The counterargument: Digital downloads aren’t “one possible future,” they’re the only one (in an “I own it” future, anyway — there’s cloud gaming and gaming-as-a-subscription-service to think about). Digital downloads provide the “solution” publishers and developers have been clamoring for, packing a one-two (pro-sales, anti-piracy) punch.

A third caveat: download times and ISP data usage caps. As noted above, if you have an average or better broadband package, you’re probably fine, speed-wise — able to grab something like a 10 GB game in just a few hours.

But we all know, or should by now, that “unlimited” is a marketing department fiction.

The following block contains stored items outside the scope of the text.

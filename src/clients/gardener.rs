use super::ClientResult;
use async_trait::async_trait;
use serde::{Deserialize, Serialize};

/// Provisioner-side record of a runtime's cluster
#[derive(Debug, Clone, PartialEq, Eq, Default, Serialize, Deserialize)]
pub struct Cluster {
    pub runtime_id: String,
    /// Gardener shoot name
    pub name: String,
    /// Raw admin kubeconfig; absent until the shoot is reachable
    pub kubeconfig: Option<String>,
}

#[derive(Debug, Clone, PartialEq, Eq, Serialize, Deserialize)]
pub struct Shoot {
    pub name: String,
    pub hibernated: bool,
}

#[async_trait]
pub trait ClusterRepository: Send + Sync {
    async fn get_cluster(&self, runtime_id: &str) -> ClientResult<Cluster>;
}

/// Gardener shoot API
#[async_trait]
pub trait ShootClient: Send + Sync {
    async fn get_shoot(&self, name: &str) -> ClientResult<Shoot>;
}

You’ll want to verify what your ISP’s threshold is, and if you’re a heavy data user, streaming Hulu and Netflix HD-quality videos daily and/or downloading (or re-downloading) digital content like games, movies and music, you may need to start keeping tabs on your monthly draw to avoid bandwidth throttling.

Last but not least, there’s the question of how Sony allows us to download these games. Will we be able to pre-load them, like on Steam, such that the games are ready to play the minute the clock strikes 12? If not, there’s a “firsties” feather in retail’s cap, albeit one that probably applies to a fraction of the hardest core.

Will we see another list of “Day 1” titles in November? Every month here out? I’m betting yes, in which case this is how it begins. And expect the competition — Nintendo’s already said it’ll offer digital versions of Wii U games at launch on Nov. 18 — to follow suit.